09/09/2021
If you asked me what my favorite sweet is, I would say chocolate. So today, let’s indulge ourselves with these Japanese pancakes with chocolate sauce.
You may wonder, why don’t you just add chocolate to the pancake batter. While that must also be delicious, Japanese pancakes are known as very fluffy pancakes, but they are delicate at the same time and they shrink easily as time goes by. Chocolate contains fat that can break the fluffiness of pancakes. So let’s bake the original Japanese pancakes then pour on top as much chocolate sauce as we want.
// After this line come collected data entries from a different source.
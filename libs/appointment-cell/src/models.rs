// libs/appointment-cell/src/models.rs
use chrono::{DateTime, Duration, Utc};
use serde::{Deserialize, Serialize};
use std::fmt;
use uuid::Uuid;

// ==============================================================================
// CORE APPOINTMENT MODELS
// ==============================================================================

/// A booking binding one patient to one doctor-owned slot.
#[derive(Debug, Clone, Serialize, Deserialize)]
pub struct Appointment {
    pub id: Uuid,
    pub patient_id: Uuid,
    pub doctor_id: Uuid,
    pub slot_id: Uuid,
    pub scheduled_time: DateTime<Utc>,
    pub duration_minutes: i32,
    pub fee: f64,
    pub status: AppointmentStatus,
    pub reason: Option<String>,
    pub cancellation_note: Option<String>,
    pub pending_reschedule: Option<RescheduleProposal>,
    pub created_at: DateTime<Utc>,
    pub updated_at: DateTime<Utc>,
}

impl Appointment {
    pub fn scheduled_end_time(&self) -> DateTime<Utc> {
        self.scheduled_time + Duration::minutes(self.duration_minutes as i64)
    }

    /// The reschedule proposal currently awaiting a response, if any.
    pub fn active_proposal(&self) -> Option<&RescheduleProposal> {
        self.pending_reschedule.as_ref().filter(|p| p.is_active)
    }

    pub fn involves(&self, user_id: &str) -> bool {
        self.patient_id.to_string() == user_id || self.doctor_id.to_string() == user_id
    }

    /// Role of a participant within this appointment, if they are one.
    pub fn role_of(&self, user_id: &str) -> Option<ProposerRole> {
        if self.patient_id.to_string() == user_id {
            Some(ProposerRole::Patient)
        } else if self.doctor_id.to_string() == user_id {
            Some(ProposerRole::Doctor)
        } else {
            None
        }
    }
}

#[derive(Debug, Clone, Copy, Serialize, Deserialize, PartialEq, Eq)]
#[serde(rename_all = "snake_case")]
pub enum AppointmentStatus {
    Pending,
    Confirmed,
    Rescheduled,
    Rejected,
    Cancelled,
    Completed,
}

impl AppointmentStatus {
    /// Active appointments keep their slot consumed. Rejected and cancelled
    /// ones release it, so a slot carries at most one active appointment.
    pub fn is_active(&self) -> bool {
        !matches!(self, AppointmentStatus::Cancelled | AppointmentStatus::Rejected)
    }

    pub fn is_terminal(&self) -> bool {
        matches!(
            self,
            AppointmentStatus::Rejected
                | AppointmentStatus::Cancelled
                | AppointmentStatus::Completed
        )
    }
}

impl fmt::Display for AppointmentStatus {
    fn fmt(&self, f: &mut fmt::Formatter<'_>) -> fmt::Result {
        match self {
            AppointmentStatus::Pending => write!(f, "pending"),
            AppointmentStatus::Confirmed => write!(f, "confirmed"),
            AppointmentStatus::Rescheduled => write!(f, "rescheduled"),
            AppointmentStatus::Rejected => write!(f, "rejected"),
            AppointmentStatus::Cancelled => write!(f, "cancelled"),
            AppointmentStatus::Completed => write!(f, "completed"),
        }
    }
}

// ==============================================================================
// RESCHEDULE PROPOSAL MODELS
// ==============================================================================

/// Which side of the appointment an actor is on.
#[derive(Debug, Clone, Copy, Serialize, Deserialize, PartialEq, Eq)]
#[serde(rename_all = "snake_case")]
pub enum ProposerRole {
    Doctor,
    Patient,
}

impl ProposerRole {
    pub fn counterparty(&self) -> ProposerRole {
        match self {
            ProposerRole::Doctor => ProposerRole::Patient,
            ProposerRole::Patient => ProposerRole::Doctor,
        }
    }
}

impl fmt::Display for ProposerRole {
    fn fmt(&self, f: &mut fmt::Formatter<'_>) -> fmt::Result {
        match self {
            ProposerRole::Doctor => write!(f, "doctor"),
            ProposerRole::Patient => write!(f, "patient"),
        }
    }
}

/// A mutually-approvable request to move an appointment to a new time.
///
/// Exactly one proposal can be awaiting a response at a time; a resolved
/// proposal stays on the record with `is_active = false` until the next
/// one overwrites it.
#[derive(Debug, Clone, Serialize, Deserialize)]
pub struct RescheduleProposal {
    pub proposed_by: ProposerRole,
    pub proposed_time: DateTime<Utc>,
    pub reason: Option<String>,
    pub is_active: bool,
    pub proposed_at: DateTime<Utc>,
}

// ==============================================================================
// REQUEST/RESPONSE MODELS
// ==============================================================================

#[derive(Debug, Clone, Serialize, Deserialize)]
pub struct BookAppointmentRequest {
    pub patient_id: Uuid,
    pub slot_id: Uuid,
    pub reason: Option<String>,
}

#[derive(Debug, Clone, Serialize, Deserialize)]
pub struct RejectAppointmentRequest {
    pub note: Option<String>,
}

#[derive(Debug, Clone, Serialize, Deserialize)]
pub struct CancelAppointmentRequest {
    pub reason: String,
}

#[derive(Debug, Clone, Serialize, Deserialize)]
#[serde(rename_all = "snake_case")]
pub enum CancelledBy {
    Patient,
    Doctor,
    System,
}

#[derive(Debug, Clone, Serialize, Deserialize)]
pub struct ProposeRescheduleRequest {
    pub proposed_time: DateTime<Utc>,
    pub reason: Option<String>,
}

#[derive(Debug, Clone, Serialize, Deserialize)]
pub struct AppointmentSearchQuery {
    pub patient_id: Option<Uuid>,
    pub doctor_id: Option<Uuid>,
    pub status: Option<AppointmentStatus>,
    pub from_date: Option<DateTime<Utc>>,
    pub to_date: Option<DateTime<Utc>>,
    pub limit: Option<i32>,
    pub offset: Option<i32>,
}

// ==============================================================================
// ERROR TYPES
// ==============================================================================

#[derive(Debug, Clone, Serialize, Deserialize, thiserror::Error)]
pub enum AppointmentError {
    #[error("Appointment not found")]
    NotFound,

    #[error("Slot not found")]
    SlotNotFound,

    #[error("Appointment slot not available")]
    SlotNotAvailable,

    #[error("Patient not found")]
    PatientNotFound,

    #[error("Slot is already held by another appointment")]
    ConflictDetected,

    #[error("Appointment cannot be modified in current status: {0}")]
    InvalidStatusTransition(AppointmentStatus),

    #[error("Invalid appointment time: {0}")]
    InvalidTime(String),

    #[error("A reschedule proposal is already awaiting a response")]
    ProposalPending,

    #[error("No reschedule proposal is awaiting a response")]
    NoActiveProposal,

    #[error("Only the counterparty can respond to a reschedule proposal")]
    NotProposalCounterparty,

    #[error("Only the proposer can withdraw a reschedule proposal")]
    NotProposalOwner,

    #[error("Unauthorized access to appointment")]
    Unauthorized,

    #[error("Validation error: {0}")]
    ValidationError(String),

    #[error("Database error: {0}")]
    DatabaseError(String),
}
Put the chocolate into a bowl then place the bowl over a pot of hot water. Stir occasionally to melt it evenly. I prefer to use dark chocolate for my chocolate sauce but feel free to use your favorite chocolate like milk chocolate or white chocolate.
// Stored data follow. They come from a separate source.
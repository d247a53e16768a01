// libs/slot-cell/src/handlers.rs
use std::sync::Arc;

use axum::{
    extract::{Extension, Path, Query, State},
    Json,
};
use axum_extra::TypedHeader;
use chrono::{DateTime, Utc};
use headers::{authorization::Bearer, Authorization};
use serde::Deserialize;
use serde_json::{json, Value};
use uuid::Uuid;

use shared_config::AppConfig;
use shared_models::auth::User;
use shared_models::error::AppError;

use crate::models::{CreateSlotRequest, OpenSlotsQuery, SlotError};
use crate::services::slots::SlotService;

#[derive(Debug, Deserialize)]
pub struct OpenSlotsParams {
    pub doctor_id: Option<Uuid>,
    pub from: Option<DateTime<Utc>>,
    pub to: Option<DateTime<Utc>>,
    pub limit: Option<i32>,
}

fn map_slot_error(e: SlotError) -> AppError {
    match e {
        SlotError::NotFound => AppError::NotFound("Slot not found".to_string()),
        SlotError::AlreadyBooked => {
            AppError::Conflict("Slot is booked and cannot be deleted".to_string())
        }
        SlotError::Historical => {
            AppError::BadRequest("Past slots are kept for record keeping".to_string())
        }
        SlotError::Overlap => {
            AppError::Conflict("Slot overlaps with an existing slot".to_string())
        }
        SlotError::InvalidTime(msg) => AppError::BadRequest(msg),
        SlotError::ValidationError(msg) => AppError::BadRequest(msg),
        SlotError::Unauthorized => {
            AppError::Auth("Not authorized to manage this slot".to_string())
        }
        SlotError::DatabaseError(msg) => AppError::Internal(msg),
    }
}

/// Doctors create bookable slots for themselves.
#[axum::debug_handler]
pub async fn create_slot(
    State(state): State<Arc<AppConfig>>,
    TypedHeader(auth): TypedHeader<Authorization<Bearer>>,
    Extension(user): Extension<User>,
    Json(request): Json<CreateSlotRequest>,
) -> Result<Json<Value>, AppError> {
    let token = auth.token();

    if !user.is_doctor() {
        return Err(AppError::Auth("Only doctors can create slots".to_string()));
    }

    let doctor_id = Uuid::parse_str(&user.id)
        .map_err(|_| AppError::BadRequest("Invalid doctor ID".to_string()))?;

    let slot_service = SlotService::new(&state);
    let slot = slot_service
        .create_slot(doctor_id, request, token)
        .await
        .map_err(map_slot_error)?;

    Ok(Json(json!({
        "success": true,
        "slot": slot,
        "message": "Slot created successfully"
    })))
}

#[axum::debug_handler]
pub async fn get_slot(
    State(state): State<Arc<AppConfig>>,
    Path(slot_id): Path<Uuid>,
    TypedHeader(auth): TypedHeader<Authorization<Bearer>>,
    Extension(_user): Extension<User>,
) -> Result<Json<Value>, AppError> {
    let token = auth.token();
    let slot_service = SlotService::new(&state);

    let slot = slot_service
        .get_slot(slot_id, token)
        .await
        .map_err(map_slot_error)?;

    Ok(Json(json!(slot)))
}

#[axum::debug_handler]
pub async fn list_open_slots(
    State(state): State<Arc<AppConfig>>,
    Query(params): Query<OpenSlotsParams>,
    TypedHeader(auth): TypedHeader<Authorization<Bearer>>,
    Extension(_user): Extension<User>,
) -> Result<Json<Value>, AppError> {
    let token = auth.token();
    let slot_service = SlotService::new(&state);

    let query = OpenSlotsQuery {
        doctor_id: params.doctor_id,
        from: params.from,
        to: params.to,
        limit: params.limit,
    };

    let slots = slot_service
        .list_open_slots(query, token)
        .await
        .map_err(map_slot_error)?;

    Ok(Json(json!({
        "slots": slots,
        "total": slots.len()
    })))
}

/// Owners delete their own unbooked future slots; admins can clean up any.
#[axum::debug_handler]
pub async fn delete_slot(
    State(state): State<Arc<AppConfig>>,
    Path(slot_id): Path<Uuid>,
    TypedHeader(auth): TypedHeader<Authorization<Bearer>>,
    Extension(user): Extension<User>,
) -> Result<Json<Value>, AppError> {
    let token = auth.token();
    let slot_service = SlotService::new(&state);

    let slot = slot_service
        .get_slot(slot_id, token)
        .await
        .map_err(map_slot_error)?;

    let is_owner = slot.doctor_id.to_string() == user.id;
    if !is_owner && !user.is_admin() {
        return Err(AppError::Auth("Not authorized to delete this slot".to_string()));
    }

    slot_service
        .delete_slot(slot_id, token)
        .await
        .map_err(map_slot_error)?;

    Ok(Json(json!({
        "success": true,
        "message": "Slot deleted successfully"
    })))
}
Meanwhile, put a quarter cup of milk into a microwave-safe cup and microwave it until simmering. You can also heat it up on the stove.
Once the chocolate is melted, remove it from the double boiler then add the warmed milk in three parts. Stir gently from the center outwards, mix to combine. Don’t mix roughly, otherwise excess air will get inside and the texture will be less smooth.
Put the whipping cream and sugar into a mixing bowl, whip it up until medium stiff peaks. Keep in the fridge before using.
For detailed instructions, please click here.
Once your pancakes are baked, transfer to a plate. Put a big spoonful of the whipped cream, arrange the crumbled cookies and chocolate chunks. Sprinkle powdered sugar and cocoa powder for presentation. Then pour as much sauce as you like over the pancakes. Enjoy as soon as they are ready:)
You can keep this chocolate sauce in the fridge for up to four days, and you can enjoy it with not only pancakes but also with your ice-cream, cake, whatever goes well with chocolate sauce. It will get a little hard when you keep it in the fridge, so warm it up a little before using it to bring it to room temperature.